We can signpost patients to services which can help them to manage their condition, as recommended by NICE guidelines. The service also includes outpatient clinics, telephone consultations and home visits if the patient is unable to leave the home. Assistance is also provided to the acute hospital wards.
Parkinson’s disease is a long term condition that becomes increasingly evident when 70 percent of dopamine producing cells has been lost. Some of the symptoms of Parkinson’s disease are tremors, bradykinesia and or rigidity. All of these symptoms can make it frustrating or impossible to do everyday activities such as walking, eating, getting dressed, and driving.

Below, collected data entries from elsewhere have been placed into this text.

//! Processing state poller

use std::time::{Duration, Instant};
use tokio::time::sleep;
use tracing::{debug, info, warn};

use crate::core::client::VideoService;
use crate::core::errors::{AnalysisError, Result};
use crate::core::models::{FileState, RemoteFile};

/// Snapshot handed to a [`ProgressObserver`] once per poll cycle
#[derive(Debug, Clone, PartialEq)]
pub struct PollProgress {
    /// Remote file identifier
    pub name: String,
    /// State seen before this cycle's fetch
    pub state: FileState,
    /// 1-based number of the status fetch about to be issued
    pub attempt: u32,
    /// Time spent waiting so far
    pub elapsed: Duration,
}

/// Receives one notification per poll cycle
///
/// Called on the polling task itself, so implementations must return
/// quickly and must not panic.
pub trait ProgressObserver: Send + Sync {
    /// Called before each sleep
    fn on_poll(&self, progress: &PollProgress);
}

impl<F> ProgressObserver for F
where
    F: Fn(&PollProgress) + Send + Sync,
{
    fn on_poll(&self, progress: &PollProgress) {
        self(progress)
    }
}

/// Polling cadence and bound
#[derive(Debug, Clone, Copy, PartialEq, Eq)]
pub struct PollSettings {
    /// Fixed sleep between status fetches
    pub interval: Duration,
    /// Most status fetches allowed; `None` keeps polling for as long as
    /// the file is pending
    pub max_attempts: Option<u32>,
}

impl Default for PollSettings {
    fn default() -> Self {
        Self {
            interval: Duration::from_secs(2),
            max_attempts: Some(900),
        }
    }
}

/// How a file reached its terminal state
#[derive(Debug, Clone, PartialEq)]
pub struct PollOutcome {
    /// The file in its ACTIVE state
    pub file: RemoteFile,
    /// Fetches issued while the file was PROCESSING
    pub polls: u32,
    /// Time spent in the loop
    pub elapsed: Duration,
}

/// Drive `file` until the service stops reporting it as pending
///
/// Returns the ACTIVE file; FAILED becomes `RemoteProcessing`, and an
/// unspecified or unknown state becomes `UnexpectedState`, as does any
/// step backwards through the lifecycle.
///
/// Cycles that start in UPLOADING wait like any other but are not counted
/// in [`PollOutcome::polls`]; the bound applies to every status fetch.
pub async fn wait_until_ready(
    service: &dyn VideoService,
    mut file: RemoteFile,
    settings: PollSettings,
    observer: Option<&dyn ProgressObserver>,
) -> Result<PollOutcome> {
    let started = Instant::now();
    let mut fetches = 0_u32;
    let mut polls = 0_u32;

    while file.state.is_pending() {
        if let Some(max) = settings.max_attempts {
            if fetches >= max {
                warn!("Gave up on {} after {} polls", file.name, fetches);
                return Err(AnalysisError::PollTimeout {
                    name: file.name,
                    attempts: fetches,
                });
            }
        }

        let progress = PollProgress {
            name: file.name.clone(),
            state: file.state,
            attempt: fetches + 1,
            elapsed: started.elapsed(),
        };
        match observer {
            Some(observer) => observer.on_poll(&progress),
            None => debug!("Waiting for video to be processed... ({})", progress.attempt),
        }

        sleep(settings.interval).await;

        let refreshed = service.get_status(&file.name).await?;
        fetches += 1;
        if file.state == FileState::Processing {
            polls += 1;
        }

        if !file.state.can_transition_to(refreshed.state) {
            warn!(
                "Remote file {} moved from {} to {}",
                file.name, file.state, refreshed.state
            );
            return Err(AnalysisError::UnexpectedState {
                name: file.name,
                state: refreshed.state,
            });
        }
        file = refreshed;
    }

    let elapsed = started.elapsed();
    match file.state {
        FileState::Active => {
            info!(
                "Video ready after {} polls ({:.1}s): {}",
                polls,
                elapsed.as_secs_f64(),
                file.uri.as_deref().unwrap_or(&file.name)
            );
            Ok(PollOutcome {
                file,
                polls,
                elapsed,
            })
        }
        FileState::Failed => Err(AnalysisError::RemoteProcessing { name: file.name }),
        state => Err(AnalysisError::UnexpectedState {
            name: file.name,
            state,
        }),
    }
}

#[cfg(test)]
pub(crate) mod tests {
    use super::*;
    use crate::core::models::{AnalysisRequest, AnalysisResponse};
    use async_trait::async_trait;
    use std::collections::VecDeque;
    use std::path::{Path, PathBuf};
    use std::sync::atomic::{AtomicUsize, Ordering};
    use std::sync::{Arc, Mutex};

    /// In-memory service that replays a fixed sequence of states
    #[derive(Default)]
    pub(crate) struct ScriptedService {
        pub upload_state: Mutex<Option<FileState>>,
        pub upload_error: Mutex<Option<AnalysisError>>,
        pub statuses: Mutex<VecDeque<Result<FileState>>>,
        pub history: Mutex<Vec<FileState>>,
        pub staged_paths: Mutex<Vec<(PathBuf, bool)>>,
        pub display_names: Mutex<Vec<String>>,
        pub prompts: Mutex<Vec<String>>,
        pub status_calls: AtomicUsize,
        pub generate_calls: AtomicUsize,
        pub reply: Mutex<Option<AnalysisResponse>>,
    }

    impl ScriptedService {
        pub fn new(upload_state: FileState, statuses: Vec<FileState>) -> Arc<Self> {
            Arc::new(Self {
                upload_state: Mutex::new(Some(upload_state)),
                statuses: Mutex::new(statuses.into_iter().map(Ok).collect()),
                ..Default::default()
            })
        }

        pub fn with_reply(self: Arc<Self>, reply: AnalysisResponse) -> Arc<Self> {
            *self.reply.lock().unwrap() = Some(reply);
            self
        }

        pub fn file(name: &str, state: FileState) -> RemoteFile {
            let file = RemoteFile::new(name, state);
            if state == FileState::Active {
                file.with_uri(format!("https://example.test/v1beta/{}", name))
            } else {
                file
            }
        }
    }

    #[async_trait]
    impl VideoService for ScriptedService {
        async fn upload(&self, path: &Path, display_name: &str, _mime: &str) -> Result<RemoteFile> {
            self.staged_paths
                .lock()
                .unwrap()
                .push((path.to_path_buf(), path.exists()));
            self.display_names.lock().unwrap().push(display_name.to_string());

            if let Some(err) = self.upload_error.lock().unwrap().take() {
                return Err(err);
            }

            let state = self.upload_state.lock().unwrap().unwrap_or(FileState::Processing);
            self.history.lock().unwrap().push(state);
            Ok(Self::file("files/scripted", state).with_display_name(display_name))
        }

        async fn get_status(&self, name: &str) -> Result<RemoteFile> {
            self.status_calls.fetch_add(1, Ordering::SeqCst);
            let next = self
                .statuses
                .lock()
                .unwrap()
                .pop_front()
                .unwrap_or(Ok(FileState::Processing))?;
            self.history.lock().unwrap().push(next);
            Ok(Self::file(name, next))
        }

        async fn generate(&self, _model_id: &str, request: &AnalysisRequest) -> Result<AnalysisResponse> {
            self.generate_calls.fetch_add(1, Ordering::SeqCst);
            self.prompts
                .lock()
                .unwrap()
                .push(request.prompt_text().to_string());
            Ok(self
                .reply
                .lock()
                .unwrap()
                .clone()
                .unwrap_or_else(|| AnalysisResponse::new("scripted reply")))
        }
    }

    pub(crate) fn fast() -> PollSettings {
        PollSettings {
            interval: Duration::from_millis(5),
            max_attempts: Some(50),
        }
    }

    #[tokio::test]
    async fn test_uploading_then_processing_twice_takes_two_polls() {
        let service = ScriptedService::new(
            FileState::Uploading,
            vec![FileState::Processing, FileState::Processing, FileState::Active],
        );
        let initial = service
            .upload(Path::new("/tmp/x.mp4"), "x.mp4", "video/mp4")
            .await
            .unwrap();

        let outcome = wait_until_ready(service.as_ref(), initial, fast(), None)
            .await
            .unwrap();

        assert_eq!(outcome.polls, 2);
        assert_eq!(outcome.file.state, FileState::Active);
        assert_eq!(service.status_calls.load(Ordering::SeqCst), 3);
        assert_eq!(
            *service.history.lock().unwrap(),
            vec![
                FileState::Uploading,
                FileState::Processing,
                FileState::Processing,
                FileState::Active
            ]
        );
    }

    #[tokio::test]
    async fn test_processing_then_active_takes_two_polls() {
        let service = ScriptedService::new(
            FileState::Processing,
            vec![FileState::Processing, FileState::Active],
        );
        let file = ScriptedService::file("files/clip", FileState::Processing);

        let outcome = wait_until_ready(service.as_ref(), file, fast(), None)
            .await
            .unwrap();

        assert_eq!(outcome.polls, 2);
        assert_eq!(service.status_calls.load(Ordering::SeqCst), 2);
    }

    #[tokio::test]
    async fn test_backward_transition_fails_loudly() {
        let service = ScriptedService::new(
            FileState::Processing,
            vec![FileState::Uploading, FileState::Active],
        );
        let file = ScriptedService::file("files/rewound", FileState::Processing);

        let err = wait_until_ready(service.as_ref(), file, fast(), None)
            .await
            .unwrap_err();

        match err {
            AnalysisError::UnexpectedState { name, state } => {
                assert_eq!(name, "files/rewound");
                assert_eq!(state, FileState::Uploading);
            }
            other => panic!("unexpected error: {:?}", other),
        }
        assert_eq!(service.status_calls.load(Ordering::SeqCst), 1);
    }

    #[tokio::test]
    async fn test_unspecified_state_mid_poll_fails_loudly() {
        let service = ScriptedService::new(FileState::Processing, vec![FileState::StateUnspecified]);
        let file = ScriptedService::file("files/blank", FileState::Processing);

        let err = wait_until_ready(service.as_ref(), file, fast(), None)
            .await
            .unwrap_err();

        assert!(matches!(
            err,
            AnalysisError::UnexpectedState {
                state: FileState::StateUnspecified,
                ..
            }
        ));
        assert_eq!(service.status_calls.load(Ordering::SeqCst), 1);
    }

    #[tokio::test]
    async fn test_already_active_file_is_not_polled() {
        let service = ScriptedService::new(FileState::Active, vec![]);
        let file = ScriptedService::file("files/ready", FileState::Active);

        let outcome = wait_until_ready(service.as_ref(), file, fast(), None)
            .await
            .unwrap();

        assert_eq!(outcome.polls, 0);
        assert_eq!(service.status_calls.load(Ordering::SeqCst), 0);
    }

    #[tokio::test]
    async fn test_failed_state_is_remote_processing_error() {
        let service = ScriptedService::new(FileState::Processing, vec![FileState::Failed]);
        let file = ScriptedService::file("files/broken", FileState::Processing);

        let err = wait_until_ready(service.as_ref(), file, fast(), None)
            .await
            .unwrap_err();

        match err {
            AnalysisError::RemoteProcessing { name } => assert_eq!(name, "files/broken"),
            other => panic!("unexpected error: {:?}", other),
        }
    }

    #[tokio::test]
    async fn test_unknown_state_fails_loudly() {
        let service = ScriptedService::new(FileState::Processing, vec![FileState::Unknown]);
        let file = ScriptedService::file("files/odd", FileState::Processing);

        let err = wait_until_ready(service.as_ref(), file, fast(), None)
            .await
            .unwrap_err();

        assert!(matches!(
            err,
            AnalysisError::UnexpectedState {
                state: FileState::Unknown,
                ..
            }
        ));
    }

    #[tokio::test]
    async fn test_poll_bound_is_enforced() {
        let service = ScriptedService::new(FileState::Processing, vec![]);
        let file = ScriptedService::file("files/stuck", FileState::Processing);
        let settings = PollSettings {
            interval: Duration::from_millis(1),
            max_attempts: Some(3),
        };

        let err = wait_until_ready(service.as_ref(), file, settings, None)
            .await
            .unwrap_err();

        assert!(matches!(err, AnalysisError::PollTimeout { attempts: 3, .. }));
        assert_eq!(service.status_calls.load(Ordering::SeqCst), 3);
    }

    #[tokio::test]
    async fn test_observer_notified_once_per_cycle() {
        let service = ScriptedService::new(
            FileState::Processing,
            vec![FileState::Processing, FileState::Processing, FileState::Active],
        );
        let file = ScriptedService::file("files/watched", FileState::Processing);
        let seen = Mutex::new(Vec::new());
        let observer = |p: &PollProgress| seen.lock().unwrap().push(p.attempt);

        let outcome = wait_until_ready(service.as_ref(), file, fast(), Some(&observer))
            .await
            .unwrap();

        assert_eq!(outcome.polls, 3);
        assert_eq!(*seen.lock().unwrap(), vec![1, 2, 3]);
    }

    #[tokio::test]
    async fn test_status_errors_propagate() {
        let service = ScriptedService::new(FileState::Processing, vec![]);
        service
            .statuses
            .lock()
            .unwrap()
            .push_back(Err(AnalysisError::service("get_status", "connection reset")));
        let file = ScriptedService::file("files/net", FileState::Processing);

        let err = wait_until_ready(service.as_ref(), file, fast(), None)
            .await
            .unwrap_err();

        assert!(matches!(err, AnalysisError::Service { operation: "get_status", .. }));
    }
}
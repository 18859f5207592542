//! Core video ingestion and analysis pipeline

pub mod agent;
pub mod client;
pub mod config;
pub mod errors;
pub mod models;
pub mod poller;
pub mod pricing;
pub mod prompts;
pub mod sanitizer;
pub mod uploader;
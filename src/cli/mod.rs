//! Command-line front end

pub mod commands;
pub mod settings;
//! Custom error types for the video analysis pipeline

use std::path::PathBuf;
use thiserror::Error;

use crate::core::models::FileState;

/// Video analysis errors
#[derive(Error, Debug)]
pub enum AnalysisError {
    /// Source video unreadable or staging copy unwritable
    #[error("IO error: {} - {source}", path.display())]
    Io {
        /// File being read or written
        path: PathBuf,
        /// Underlying OS error
        #[source]
        source: std::io::Error,
    },

    /// Network, transport or auth failure talking to the remote service
    #[error("Service error during {operation}: {}{message}", status.map(|s| format!("{} - ", s)).unwrap_or_default())]
    Service {
        /// `upload`, `get_status` or `generate`
        operation: &'static str,
        /// HTTP status, when a response arrived
        status: Option<u16>,
        /// Response body or transport error text
        message: String,
    },

    /// Remote service reported FAILED after processing
    #[error("Video processing failed: {name}")]
    RemoteProcessing {
        /// Remote file identifier
        name: String,
    },

    /// Unknown task or missing question
    #[error("Invalid task: {message}")]
    InvalidTask {
        /// What was wrong with the task
        message: String,
    },

    /// Remote service reported a state we do not understand, or moved
    /// the file backwards through its lifecycle
    #[error("Unexpected state {state} for remote file {name}")]
    UnexpectedState {
        /// Remote file identifier
        name: String,
        /// Offending state
        state: FileState,
    },

    /// Analysis attempted against a file that is not ACTIVE
    #[error("Remote file {name} is not ready for analysis (state: {state})")]
    FileNotReady {
        /// Remote file identifier
        name: String,
        /// State the file was in
        state: FileState,
    },

    /// Poll bound exhausted while the file was still processing
    #[error("Timed out waiting for {name} after {attempts} polls")]
    PollTimeout {
        /// Remote file identifier
        name: String,
        /// Status fetches issued before giving up
        attempts: u32,
    },

    /// Configuration error
    #[error("Configuration error: {message}")]
    ConfigError {
        /// What was missing or invalid
        message: String,
    },

    /// JSON error
    #[error("JSON error: {0}")]
    JsonError(#[from] serde_json::Error),

    /// YAML error
    #[error("YAML error: {0}")]
    YamlError(#[from] serde_yaml::Error),
}

impl AnalysisError {
    /// Wrap an IO failure with the path it concerns
    pub fn io(path: impl Into<PathBuf>, source: std::io::Error) -> Self {
        AnalysisError::Io {
            path: path.into(),
            source,
        }
    }

    /// Wrap a transport failure for the named remote operation
    pub fn service(operation: &'static str, message: impl ToString) -> Self {
        AnalysisError::Service {
            operation,
            status: None,
            message: message.to_string(),
        }
    }

    /// Short machine-friendly kind, used in logs and CLI output
    pub fn kind(&self) -> &'static str {
        match self {
            AnalysisError::Io { .. } => "io",
            AnalysisError::Service { .. } => "service",
            AnalysisError::RemoteProcessing { .. } => "remote_processing",
            AnalysisError::InvalidTask { .. } => "invalid_task",
            AnalysisError::UnexpectedState { .. } => "unexpected_state",
            AnalysisError::FileNotReady { .. } => "file_not_ready",
            AnalysisError::PollTimeout { .. } => "poll_timeout",
            AnalysisError::ConfigError { .. } => "config",
            AnalysisError::JsonError(_) => "json",
            AnalysisError::YamlError(_) => "yaml",
        }
    }
}

/// Result type for analysis operations
pub type Result<T> = std::result::Result<T, AnalysisError>;

#[cfg(test)]
mod tests {
    use super::*;

    #[test]
    fn test_service_error_message_includes_operation_and_status() {
        let err = AnalysisError::Service {
            operation: "get_status",
            status: Some(503),
            message: "unavailable".to_string(),
        };
        assert_eq!(
            err.to_string(),
            "Service error during get_status: 503 - unavailable"
        );

        let err = AnalysisError::service("upload", "connection reset");
        assert_eq!(err.to_string(), "Service error during upload: connection reset");
        assert_eq!(err.kind(), "service");
    }

    #[test]
    fn test_remote_processing_carries_name() {
        let err = AnalysisError::RemoteProcessing {
            name: "files/abc123".to_string(),
        };
        assert!(err.to_string().contains("files/abc123"));
    }
}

People often shuffle instead of walk, ‘freeze’ whilst doing tasks, suffer with depression, and the condition can lead to a form of dementia, suffer from tiredness and often need to ‘nap’ during the day.
People with Parkinson’s disease often present with very complex motor and non motor symptoms that need regular monitoring to prevent hospital admissions and to reduce the length of stay in the hospital. The specialist nurse can assess how they are functioning in their own environment, is a patients’ advocate, and offers support to patients and their family at the time of diagnosis and during the stages of the condition. This helps patients’ families who may feel isolated. Many patients live with the condition for a long period of time and the condition can be very isolating for patients and their families who often become reluctant to leave their house or face social situations.